Prior to this role, he served as the country representative for UNFPA Ghana, he served as UNFPA's Chief of Staff at the Headquarters in New York and before that, as the Special Assistant to the Executive Director, Babatunde Osotimehin. He also served as the Deputy Representative of UNFPA in the Democratic Republic of Congo, liaising with political influencers within government, colleagues and Development Partners for the initiation of the landmark advocacy on Demographic Dividend.

As the UNFPA Country Representative in Ghana, he initiated several youth-centric and gender-inclusive programmes. Of note is the Youth Leaders (YoLe) Fellowship Programme which is partly implemented by Impact Hub Accra. The programme selects 16 graduates from Ghanaian tertiary institutions annually following rigorous screening, to intern at the UNFPA Ghana country office where they develop several skills ranging from: innovation, youth and gender advocacy and community development. Consequent on this, he led the completion of a youth innovation hub named ‘The Orange Loft’, and which was commissioned in June 2019 by Natalia Kanem, Executive Director of United Nations Population Fund.

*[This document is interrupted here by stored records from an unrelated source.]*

impl DecodingResult {
    fn new_u8(size: usize, limits: &Limits) -> TiffResult<DecodingResult> {
        if size > limits.decoding_buffer_size {
            Err(TiffError::LimitsExceeded)
        } else {
            Ok(DecodingResult::U8(vec![0; size]))
        }
    }

    fn new_u16(size: usize, limits: &Limits) -> TiffResult<DecodingResult> {
        if size > limits.decoding_buffer_size / 2 {
            Err(TiffError::LimitsExceeded)
        } else {
            Ok(DecodingResult::U16(vec![0; size]))
        }
    }

    fn new_u32(size: usize, limits: &Limits) -> TiffResult<DecodingResult> {
        if size > limits.decoding_buffer_size / 4 {
            Err(TiffError::LimitsExceeded)
        } else {
            Ok(DecodingResult::U32(vec![0; size]))
        }
    }

    fn new_u64(size: usize, limits: &Limits) -> TiffResult<DecodingResult> {
        if size > limits.decoding_buffer_size / 8 {
            Err(TiffError::LimitsExceeded)
        } else {
            Ok(DecodingResult::U64(vec![0; size]))
        }
    }

    fn new_f32(size: usize, limits: &Limits) -> TiffResult<DecodingResult> {
        if size > limits.decoding_buffer_size / std::mem::size_of::<f32>() {
            Err(TiffError::LimitsExceeded)
        } else {
            Ok(DecodingResult::F32(vec![0.0; size]))
        }
    }

    fn new_f64(size: usize, limits: &Limits) -> TiffResult<DecodingResult> {
        if size > limits.decoding_buffer_size / std::mem::size_of::<f64>() {
            Err(TiffError::LimitsExceeded)
        } else {
            Ok(DecodingResult::F64(vec![0.0; size]))
        }
    }

    fn new_f16(size: usize, limits: &Limits) -> TiffResult<DecodingResult> {
        if size > limits.decoding_buffer_size / std::mem::size_of::<u16>() {
            Err(TiffError::LimitsExceeded)
        } else {
            Ok(DecodingResult::F16(vec![f16::ZERO; size]))
        }
    }

    fn new_i8(size: usize, limits: &Limits) -> TiffResult<DecodingResult> {
        if size > limits.decoding_buffer_size / std::mem::size_of::<i8>() {
            Err(TiffError::LimitsExceeded)
        } else {
            Ok(DecodingResult::I8(vec![0; size]))
        }
    }

    fn new_i16(size: usize, limits: &Limits) -> TiffResult<DecodingResult> {
        if size > limits.decoding_buffer_size / 2 {
            Err(TiffError::LimitsExceeded)
        } else {
            Ok(DecodingResult::I16(vec![0; size]))
        }
    }

    fn new_i32(size: usize, limits: &Limits) -> TiffResult<DecodingResult> {
        if size > limits.decoding_buffer_size / 4 {
            Err(TiffError::LimitsExceeded)
        } else {
            Ok(DecodingResult::I32(vec![0; size]))
        }
    }

    fn new_i64(size: usize, limits: &Limits) -> TiffResult<DecodingResult> {
        if size > limits.decoding_buffer_size / 8 {
            Err(TiffError::LimitsExceeded)
        } else {
            Ok(DecodingResult::I64(vec![0; size]))
        }
    }

    pub fn as_buffer(&mut self, start: usize) -> DecodingBuffer<'_> {
        match *self {
            DecodingResult::U8(ref mut buf) => DecodingBuffer::U8(&mut buf[start..]),
            DecodingResult::U16(ref mut buf) => DecodingBuffer::U16(&mut buf[start..]),
            DecodingResult::U32(ref mut buf) => DecodingBuffer::U32(&mut buf[start..]),
            DecodingResult::U64(ref mut buf) => DecodingBuffer::U64(&mut buf[start..]),
            DecodingResult::F16(ref mut buf) => DecodingBuffer::F16(&mut buf[start..]),
            DecodingResult::F32(ref mut buf) => DecodingBuffer::F32(&mut buf[start..]),
            DecodingResult::F64(ref mut buf) => DecodingBuffer::F64(&mut buf[start..]),
            DecodingResult::I8(ref mut buf) => DecodingBuffer::I8(&mut buf[start..]),
            DecodingResult::I16(ref mut buf) => DecodingBuffer::I16(&mut buf[start..]),
            DecodingResult::I32(ref mut buf) => DecodingBuffer::I32(&mut buf[start..]),
            DecodingResult::I64(ref mut buf) => DecodingBuffer::I64(&mut buf[start..]),
        }
    }
}

// A buffer for image decoding
pub enum DecodingBuffer<'a> {
    /// A slice of unsigned bytes
    U8(&'a mut [u8]),
    /// A slice of unsigned words
    U16(&'a mut [u16]),
    /// A slice of 32 bit unsigned ints
    U32(&'a mut [u32]),
    /// A slice of 64 bit unsigned ints
    U64(&'a mut [u64]),
    /// A slice of 16 bit IEEE floats
    F16(&'a mut [f16]),
    /// A slice of 32 bit IEEE floats
    F32(&'a mut [f32]),
    /// A slice of 64 bit IEEE floats
    F64(&'a mut [f64]),
    /// A slice of 8 bits signed ints
    I8(&'a mut [i8]),
    /// A slice of 16 bits signed ints
    I16(&'a mut [i16]),
    /// A slice of 32 bits signed ints
    I32(&'a mut [i32]),
    /// A slice of 64 bits signed ints
    I64(&'a mut [i64]),
}

impl<'a> DecodingBuffer<'a> {
    fn as_bytes_mut(&mut self) -> &mut [u8] {
        match self {
            DecodingBuffer::U8(ref mut buf) => buf,
            DecodingBuffer::I8(buf) => bytecast::i8_as_ne_mut_bytes(buf),
            DecodingBuffer::U16(buf) => bytecast::u16_as_ne_mut_bytes(buf),
            DecodingBuffer::I16(buf) => bytecast::i16_as_ne_mut_bytes(buf),
            DecodingBuffer::U32(buf) => bytecast::u32_as_ne_mut_bytes(buf),
            DecodingBuffer::I32(buf) => bytecast::i32_as_ne_mut_bytes(buf),
            DecodingBuffer::U64(buf) => bytecast::u64_as_ne_mut_bytes(buf),
            DecodingBuffer::I64(buf) => bytecast::i64_as_ne_mut_bytes(buf),
            DecodingBuffer::F16(buf) => bytecast::f16_as_ne_mut_bytes(buf),
            DecodingBuffer::F32(buf) => bytecast::f32_as_ne_mut_bytes(buf),
            DecodingBuffer::F64(buf) => bytecast::f64_as_ne_mut_bytes(buf),
        }
    }
}

/// Information on the byte buffer that should be supplied to the decoder.
///
/// This is relevant for [`Decoder::read_image_bytes`] and [`Decoder::read_chunk_bytes`] where the
/// caller provided buffer must fit the expectations of the decoder to be filled with data from the
/// current image.
#[non_exhaustive]
pub struct BufferLayoutPreference {
    /// Minimum byte size of the buffer to read image data.
    pub len: usize,
    /// Minimum number of bytes to represent a row of image data of the requested content.
    pub row_stride: Option<NonZeroUsize>,
}

/// The count and matching discriminant for a `DecodingBuffer`.
#[derive(Clone)]
enum DecodingExtent {
    U8(usize),
    U16(usize),
    U32(usize),
    U64(usize),
    F16(usize),
    F32(usize),
    F64(usize),
    I8(usize),
    I16(usize),
    I32(usize),
    I64(usize),
}

impl DecodingExtent {
    fn to_result_buffer(&self, limits: &Limits) -> TiffResult<DecodingResult> {
        match *self {
            DecodingExtent::U8(count) => DecodingResult::new_u8(count, limits),
            DecodingExtent::U16(count) => DecodingResult::new_u16(count, limits),
            DecodingExtent::U32(count) => DecodingResult::new_u32(count, limits),
            DecodingExtent::U64(count) => DecodingResult::new_u64(count, limits),
            DecodingExtent::F16(count) => DecodingResult::new_f16(count, limits),
            DecodingExtent::F32(count) => DecodingResult::new_f32(count, limits),
            DecodingExtent::F64(count) => DecodingResult::new_f64(count, limits),
            DecodingExtent::I8(count) => DecodingResult::new_i8(count, limits),
            DecodingExtent::I16(count) => DecodingResult::new_i16(count, limits),
            DecodingExtent::I32(count) => DecodingResult::new_i32(count, limits),
            DecodingExtent::I64(count) => DecodingResult::new_i64(count, limits),
        }
    }

    fn preferred_layout(self) -> TiffResult<Layout> {
        fn overflow(_: LayoutError) -> TiffError {
            TiffError::LimitsExceeded
        }

        match self {
            DecodingExtent::U8(count) => Layout::array::<u8>(count),
            DecodingExtent::U16(count) => Layout::array::<u16>(count),
            DecodingExtent::U32(count) => Layout::array::<u32>(count),
            DecodingExtent::U64(count) => Layout::array::<u64>(count),
            DecodingExtent::F16(count) => Layout::array::<f16>(count),
            DecodingExtent::F32(count) => Layout::array::<f32>(count),
            DecodingExtent::F64(count) => Layout::array::<f64>(count),
            DecodingExtent::I8(count) => Layout::array::<i8>(count),
            DecodingExtent::I16(count) => Layout::array::<i16>(count),
            DecodingExtent::I32(count) => Layout::array::<i32>(count),
            DecodingExtent::I64(count) => Layout::array::<i64>(count),
        }
        .map_err(overflow)
    }

    fn assert_layout(self, buffer: usize) -> TiffResult<()> {
        let needed_bytes = self.preferred_layout()?.size();
        if buffer < needed_bytes {
            Err(TiffError::UsageError(
                UsageError::InsufficientOutputBufferSize {
                    needed: needed_bytes,
                    provided: buffer,
                },
            ))
        } else {
            Ok(())
        }
    }
}

#[derive(Debug, Copy, Clone, PartialEq)]
/// Chunk type of the internal representation
pub enum ChunkType {
    Strip,
    Tile,
}

/// Decoding limits
#[derive(Clone, Debug)]
#[non_exhaustive]
pub struct Limits {
    /// The maximum size of any `DecodingResult` in bytes, the default is
    /// 256MiB. If the entire image is decoded at once, then this will
    /// be the maximum size of the image. If it is decoded one strip at a
    /// time, this will be the maximum size of a strip.
    pub decoding_buffer_size: usize,
    /// The maximum size of any ifd value in bytes, the default is
    /// 1MiB.
    pub ifd_value_size: usize,
    /// Maximum size for intermediate buffer which may be used to limit the amount of data read per
    /// segment even if the entire image is decoded at once.
    pub intermediate_buffer_size: usize,
}

impl Limits {
    /// A configuration that does not impose any limits.
    ///
    /// This is a good start if the caller only wants to impose selective limits, contrary to the
    /// default limits which allows selectively disabling limits.
    ///
    /// Note that this configuration is likely to crash on excessively large images since,
    /// naturally, the machine running the program does not have infinite memory.
    pub fn unlimited() -> Limits {
        Limits {
            decoding_buffer_size: usize::MAX,
            ifd_value_size: usize::MAX,
            intermediate_buffer_size: usize::MAX,
        }
    }
}

impl Default for Limits {
    fn default() -> Limits {
        Limits {
            decoding_buffer_size: 256 * 1024 * 1024,
            intermediate_buffer_size: 128 * 1024 * 1024,
            ifd_value_size: 1024 * 1024,
        }
    }
}

/// The representation of a TIFF decoder
///
/// Currently does not support decoding of interlaced images
#[derive(Debug)]
pub struct Decoder<R>
where
    R: Read + Seek,
{
    /// There are grouped for borrow checker reasons. This allows us to implement methods that
    /// borrow the stream access and the other fields mutably at the same time.
    value_reader: ValueReader<R>,
    current_ifd: Option<IfdPointer>,
    next_ifd: Option<IfdPointer>,
    /// The IFDs we visited already in this chain of IFDs.
    ifd_offsets: Vec<IfdPointer>,
    /// Map from the ifd into the `ifd_offsets` ordered list.
    seen_ifds: cycles::IfdCycles,
    image: Image,
}

/// All the information needed to read and interpret byte slices from the underlying file, i.e. to
/// turn an entry of a tag into an `ifd::Value` or otherwise fetch arrays of similar types. Used
/// only as the type of the field [`Decoder::value_reader`] and passed to submodules.
#[derive(Debug)]
struct ValueReader<R> {
    reader: EndianReader<R>,
    bigtiff: bool,
    limits: Limits,
}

Ojuolape is a member of the Advisory Board of the Coalition of People against Sexual and Gender Based Violence and Harmful Practices (CoPASH), a joint initiative of the Second Lady of the Republic of Ghana, Samira Bawumia and UNFPA Ghana. He has leveraged on the relevant public institutions like the Domestic Violence and Victims Support Unit (DOVVSU) and faith-based organisations to increase awareness about GBV in Ghana and build capacity for improved response.